'''

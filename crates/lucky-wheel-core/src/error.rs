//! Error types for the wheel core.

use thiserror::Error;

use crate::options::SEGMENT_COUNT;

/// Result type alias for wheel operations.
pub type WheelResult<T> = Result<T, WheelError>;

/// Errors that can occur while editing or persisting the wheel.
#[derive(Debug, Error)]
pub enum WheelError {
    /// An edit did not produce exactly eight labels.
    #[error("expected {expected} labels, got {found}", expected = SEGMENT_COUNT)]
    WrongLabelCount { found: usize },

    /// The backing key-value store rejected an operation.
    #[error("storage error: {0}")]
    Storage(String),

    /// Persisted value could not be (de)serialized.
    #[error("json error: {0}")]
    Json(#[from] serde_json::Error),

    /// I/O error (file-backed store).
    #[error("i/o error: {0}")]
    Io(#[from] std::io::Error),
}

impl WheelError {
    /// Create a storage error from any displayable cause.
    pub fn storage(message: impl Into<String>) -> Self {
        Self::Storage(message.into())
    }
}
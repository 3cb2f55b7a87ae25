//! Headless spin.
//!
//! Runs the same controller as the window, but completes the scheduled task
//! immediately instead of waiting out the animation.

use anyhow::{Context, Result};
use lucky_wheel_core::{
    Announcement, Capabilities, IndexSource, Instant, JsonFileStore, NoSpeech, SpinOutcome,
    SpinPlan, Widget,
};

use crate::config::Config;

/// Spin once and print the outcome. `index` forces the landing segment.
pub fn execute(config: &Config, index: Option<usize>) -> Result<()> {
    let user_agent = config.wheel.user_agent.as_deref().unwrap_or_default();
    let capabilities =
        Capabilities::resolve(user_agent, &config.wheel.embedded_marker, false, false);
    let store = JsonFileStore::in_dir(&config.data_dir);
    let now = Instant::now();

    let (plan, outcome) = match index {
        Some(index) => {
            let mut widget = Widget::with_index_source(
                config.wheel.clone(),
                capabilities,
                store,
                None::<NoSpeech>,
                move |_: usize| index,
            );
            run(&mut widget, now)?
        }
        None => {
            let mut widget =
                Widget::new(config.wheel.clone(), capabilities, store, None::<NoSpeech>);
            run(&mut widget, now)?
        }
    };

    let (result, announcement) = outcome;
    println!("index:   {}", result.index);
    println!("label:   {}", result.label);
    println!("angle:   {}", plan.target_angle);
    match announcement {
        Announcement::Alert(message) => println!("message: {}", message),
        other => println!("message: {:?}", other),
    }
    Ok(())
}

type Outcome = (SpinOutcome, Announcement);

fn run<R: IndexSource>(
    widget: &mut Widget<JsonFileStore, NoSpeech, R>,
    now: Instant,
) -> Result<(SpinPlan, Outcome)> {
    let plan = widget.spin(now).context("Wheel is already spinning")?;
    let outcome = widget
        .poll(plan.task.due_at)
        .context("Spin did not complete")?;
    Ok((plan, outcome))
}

'''

WHAT THE TASK REQUIRES: Each record must be returned exactly as it is written.

SOLVED EXERCISE:
filename crates/lucky-wheel-core/src/error.rs
//! Error types for the wheel core.

use thiserror::Error;

use crate::options::SEGMENT_COUNT;

/// Result type alias for wheel operations.
pub type WheelResult<T> = Result<T, WheelError>;

/// Errors that can occur while editing or persisting the wheel.
#[derive(Debug, Error)]
pub enum WheelError {
    /// An edit did not produce exactly eight labels.
    #[error("expected {expected} labels, got {found}", expected = SEGMENT_COUNT)]
    WrongLabelCount { found: usize },

    /// The backing key-value store rejected an operation.
    #[error("storage error: {0}")]
    Storage(String),

    /// Persisted value could not be (de)serialized.
    #[error("json error: {0}")]
    Json(#[from] serde_json::Error),

    /// I/O error (file-backed store).
    #[error("i/o error: {0}")]
    Io(#[from] std::io::Error),
}

impl WheelError {
    /// Create a storage error from any displayable cause.
    pub fn storage(message: impl Into<String>) -> Self {
        Self::Storage(message.into())
    }
}
repository 3cb2f55b7a87ae25
//! Headless spin.
//!
//! Runs the same controller as the window, but completes the scheduled task
//! immediately instead of waiting out the animation.

use anyhow::{Context, Result};
use lucky_wheel_core::{
    Announcement, Capabilities, IndexSource, Instant, JsonFileStore, NoSpeech, SpinOutcome,
    SpinPlan, Widget,
};

use crate::config::Config;

/// Spin once and print the outcome. `index` forces the landing segment.
pub fn execute(config: &Config, index: Option<usize>) -> Result<()> {
    let user_agent = config.wheel.user_agent.as_deref().unwrap_or_default();
    let capabilities =
        Capabilities::resolve(user_agent, &config.wheel.embedded_marker, false, false);
    let store = JsonFileStore::in_dir(&config.data_dir);
    let now = Instant::now();

    let (plan, outcome) = match index {
        Some(index) => {
            let mut widget = Widget::with_index_source(
                config.wheel.clone(),
                capabilities,
                store,
                None::<NoSpeech>,
                move |_: usize| index,
            );
            run(&mut widget, now)?
        }
        None => {
            let mut widget =
                Widget::new(config.wheel.clone(), capabilities, store, None::<NoSpeech>);
            run(&mut widget, now)?
        }
    };

    let (result, announcement) = outcome;
    println!("index:   {}", result.index);
    println!("label:   {}", result.label);
    println!("angle:   {}", plan.target_angle);
    match announcement {
        Announcement::Alert(message) => println!("message: {}", message),
        other => println!("message: {:?}", other),
    }
    Ok(())
}

type Outcome = (SpinOutcome, Announcement);

fn run<R: IndexSource>(
    widget: &mut Widget<JsonFileStore, NoSpeech, R>,
    now: Instant,
) -> Result<(SpinPlan, Outcome)> {
    let plan = widget.spin(now).context("Wheel is already spinning")?;
    let outcome = widget
        .poll(plan.task.due_at)
        .context("Spin did not complete")?;
    Ok((plan, outcome))
}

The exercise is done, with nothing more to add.